Data for processing Start Marker
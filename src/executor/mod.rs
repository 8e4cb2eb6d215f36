//! Running the target: fork-server plumbing and the per-execution driver.

pub mod forkserver;

use std::{ffi::OsString, time::Duration};

use libafl_bolts::{fs::InputFile, Error};
use nix::sys::signal::Signal;

pub use forkserver::{Execution, ExitKind, Forkserver, TIMEOUT_STATUS_CODE};

use crate::{config::Config, coverage::SHM_ENV_VAR};

/// Drives one target execution at a time: writes the test case to the
/// scratch input file, wakes the fork server and reports the outcome.
#[derive(Debug)]
pub struct TargetExecutor {
    forkserver: Forkserver,
    input_file: InputFile,
    timeout: Duration,
}

impl TargetExecutor {
    /// Spawns the fork server for the configured target and completes the
    /// startup handshake.
    ///
    /// Every `@@` in the argument list is substituted with the scratch input
    /// path; without one, the scratch file backs the target's stdin.
    pub fn new(config: &Config, shm_id: &str) -> Result<Self, Error> {
        let input_file = InputFile::create(&config.current_input)?;
        let use_stdin = config.use_stdin();
        let args: Vec<OsString> = config
            .target_args
            .iter()
            .map(|arg| {
                if arg == "@@" {
                    config.current_input.clone().into_os_string()
                } else {
                    OsString::from(arg)
                }
            })
            .collect();
        let envs = vec![(OsString::from(SHM_ENV_VAR), OsString::from(shm_id))];

        let mut forkserver = Forkserver::new(
            config.target.as_os_str(),
            &args,
            &envs,
            input_file.as_raw_fd(),
            use_stdin,
            config.debug_child,
            Signal::SIGKILL,
        )?;
        forkserver.handshake()?;

        Ok(Self {
            forkserver,
            input_file,
            timeout: Duration::from_millis(config.timeout_ms),
        })
    }

    /// Runs the target once against `input`.
    pub fn run(&mut self, input: &[u8]) -> Result<Execution, Error> {
        self.input_file.write_buf(input)?;
        self.forkserver.run(self.timeout)
    }
}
Data for processing End Marker
■ **Task objective**:
Return only the lines between the one holding "reports the outcome." and the one holding "the scratch input", inclusive, exactly as they appear above.

■ **Task output**:
/// scratch input file, wakes the fork server and reports the outcome.
#[derive(Debug)]
pub struct TargetExecutor {
    forkserver: Forkserver,
    input_file: InputFile,
    timeout: Duration,
}

impl TargetExecutor {
    /// Spawns the fork server for the configured target and completes the
    /// startup handshake.
    ///
    /// Every `@@` in the argument list is substituted with the scratch input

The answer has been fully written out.